Só uma história de vida permite captar o modo como cada pessoa, permanecendo ela própria, se transforma. Só uma história de vida põe em evidência o modo como cada pessoa mobiliza os seus conhecimentos, os seus valores, as suas energias, para ir dando forma à sua identidade, num diálogo com seus contextos. Numa história de vida podem identificar-se as continuidades e as rupturas, as coincidências no tempo e no espaço, as transferências de preocupações e de interesses, os quadros de referência presentes nos vários espaços do quotidiano (MOITA, 2002, p. 116-117).

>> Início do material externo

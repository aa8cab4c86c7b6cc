// crates/rls-verify-core/src/tracker.rs
// ============================================================================
// Module: Test Result Tracker
// Description: Explicit pass/fail/skip accumulator threaded through suites.
// Purpose: Replace hidden global counters with an owned, inspectable tracker.
// Dependencies: serde
// ============================================================================

//! ## Overview
//! The orchestrator owns one [`ResultTracker`] and lends it mutably to every
//! suite. Recording an outcome updates the counters, appends an immutable
//! [`TestOutcome`], and forwards a [`ProgressEvent`] to the configured sink.
//!
//! ## Invariants
//! - Counters only increase.
//! - Skips never count as passes or failures.
//! - A run is successful exactly when no failure was recorded.

use serde::Serialize;

use crate::events::ProgressEvent;
use crate::events::ProgressSink;
use crate::role::Role;

// ============================================================================
// SECTION: Types
// ============================================================================

/// Verdict of a single check.
#[derive(Debug, Clone, Copy, PartialEq, Eq, Serialize)]
#[serde(rename_all = "snake_case")]
pub enum OutcomeStatus {
    /// Assertion held.
    Pass,
    /// Assertion did not hold.
    Fail,
    /// Check could not run for lack of fixture data.
    Skip,
}

/// Recorded outcome of one check.
#[derive(Debug, Clone, PartialEq, Eq, Serialize)]
pub struct TestOutcome {
    /// Verdict.
    pub status: OutcomeStatus,
    /// Check name (or skip reason).
    pub name: String,
    /// Failure detail, when any.
    pub detail: Option<String>,
    /// Role active when the outcome was recorded.
    pub role: Option<Role>,
    /// Suite active when the outcome was recorded.
    pub suite: Option<String>,
}

/// Serializable snapshot of a tracker.
#[derive(Debug, Clone, PartialEq, Eq, Serialize)]
pub struct RunSummary {
    /// Passed assertions.
    pub passed: u64,
    /// Failed assertions.
    pub failed: u64,
    /// Skipped checks.
    pub skipped: u64,
    /// Formatted failure messages in recording order.
    pub failures: Vec<String>,
    /// Every outcome in recording order.
    pub outcomes: Vec<TestOutcome>,
}

impl RunSummary {
    /// Returns passed plus failed.
    #[must_use]
    pub const fn total(&self) -> u64 {
        self.passed.saturating_add(self.failed)
    }

    /// Returns true when no assertion failed.
    #[must_use]
    pub const fn is_success(&self) -> bool {
        self.failed == 0
    }
}

// ============================================================================
// SECTION: Tracker
// ============================================================================

/// Pass/fail accumulator for one run.
pub struct ResultTracker<'a> {
    /// Event destination.
    sink: &'a dyn ProgressSink,
    /// Passed assertions.
    passed: u64,
    /// Failed assertions.
    failed: u64,
    /// Skipped checks.
    skipped: u64,
    /// Formatted failure messages.
    failures: Vec<String>,
    /// Every recorded outcome.
    outcomes: Vec<TestOutcome>,
    /// Active role.
    role: Option<Role>,
    /// Active suite label.
    suite: Option<String>,
}

impl<'a> ResultTracker<'a> {
    /// Creates an empty tracker that reports to `sink`.
    #[must_use]
    pub fn new(sink: &'a dyn ProgressSink) -> Self {
        Self {
            sink,
            passed: 0,
            failed: 0,
            skipped: 0,
            failures: Vec::new(),
            outcomes: Vec::new(),
            role: None,
            suite: None,
        }
    }

    /// Forwards a non-outcome event (discovery, role banners) to the sink.
    pub fn emit(&self, event: &ProgressEvent) {
        self.sink.emit(event);
    }

    /// Returns the sink outcomes are forwarded to.
    #[must_use]
    pub fn sink(&self) -> &'a dyn ProgressSink {
        self.sink
    }

    /// Marks the start of `suite` for `role`; later outcomes carry this scope.
    pub fn begin_suite(&mut self, role: Role, suite: &str) {
        self.role = Some(role);
        self.suite = Some(suite.to_string());
        self.sink.emit(&ProgressEvent::SuiteStarted {
            suite: suite.to_string(),
            role,
        });
    }

    /// Records a passed assertion.
    pub fn record_pass(&mut self, name: &str) {
        self.passed = self.passed.saturating_add(1);
        self.push(OutcomeStatus::Pass, name, None);
        self.sink.emit(&ProgressEvent::Passed {
            name: name.to_string(),
        });
    }

    /// Records a failed assertion with a detail message.
    pub fn record_fail(&mut self, name: &str, detail: &str) {
        self.failed = self.failed.saturating_add(1);
        self.failures.push(failure_message(name, detail));
        let detail = (!detail.is_empty()).then(|| detail.to_string());
        self.push(OutcomeStatus::Fail, name, detail.clone());
        self.sink.emit(&ProgressEvent::Failed {
            name: name.to_string(),
            detail: detail.unwrap_or_default(),
        });
    }

    /// Records a check skipped for lack of fixture data.
    pub fn record_skip(&mut self, reason: &str) {
        self.skipped = self.skipped.saturating_add(1);
        self.push(OutcomeStatus::Skip, reason, None);
        self.sink.emit(&ProgressEvent::Skipped {
            reason: reason.to_string(),
        });
    }

    /// Returns the number of passed assertions.
    #[must_use]
    pub const fn passed(&self) -> u64 {
        self.passed
    }

    /// Returns the number of failed assertions.
    #[must_use]
    pub const fn failed(&self) -> u64 {
        self.failed
    }

    /// Returns the formatted failure messages.
    #[must_use]
    pub fn failures(&self) -> &[String] {
        &self.failures
    }

    /// Returns a serializable snapshot.
    #[must_use]
    pub fn summary(&self) -> RunSummary {
        RunSummary {
            passed: self.passed,
            failed: self.failed,
            skipped: self.skipped,
            failures: self.failures.clone(),
            outcomes: self.outcomes.clone(),
        }
    }

    /// Emits the final tally and returns whether every assertion passed.
    pub fn summarize(&self) -> bool {
        self.sink.emit(&ProgressEvent::Summary {
            passed: self.passed,
            failed: self.failed,
            skipped: self.skipped,
            failures: self.failures.clone(),
        });
        self.failed == 0
    }

    /// Appends an outcome with the active scope.
    fn push(&mut self, status: OutcomeStatus, name: &str, detail: Option<String>) {
        self.outcomes.push(TestOutcome {
            status,
            name: name.to_string(),
            detail,
            role: self.role,
            suite: self.suite.clone(),
        });
    }
}

/// Formats a failure message for the summary list.
fn failure_message(name: &str, detail: &str) -> String {
    if detail.is_empty() {
        format!("[FAIL] {name}")
    } else {
        format!("[FAIL] {name} -- {detail}")
    }
}

// ============================================================================
// SECTION: Tests
// ============================================================================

Apesar de Moita ter tido acesso a aspectos mais abrangentes da vida das professoras com as quais trabalhou, a forma como procedeu em suas análises me trouxe subsídios para pensar a forma de interpretar os dados empíricos surgidos das entrevistas com professores negros. Principalmente, no que se refere à perspectiva metodológica adotada por ela que se tornou rica para a análise que empreendi. Cito algumas contribuições:

• o papel do investigador é fazer emergir os sentidos que cada pessoa pode encontrar nas relações entre as várias dimensões da sua vida;

• o quadro de análise interpretativo das histórias de vida é elaborado de um modo coerente com o objeto de pesquisa e o corpus biográfico recolhido;

• cada história de vida, cada percurso, cada processo de formação é único, existe uma singularidade de cada história, de cada vida.

Os campos de estudos que me permitiram compreender e analisar as entrevistas foram, principalmente, os voltados para a questão das relações raciais e educação e, mais especificamente, sobre professores negros e também os que trabalharam na perspectiva da história de vida de professores. No capítulo seguinte, abordarei a constituição desses campos de estudo e suas contribuições para minha pesquisa.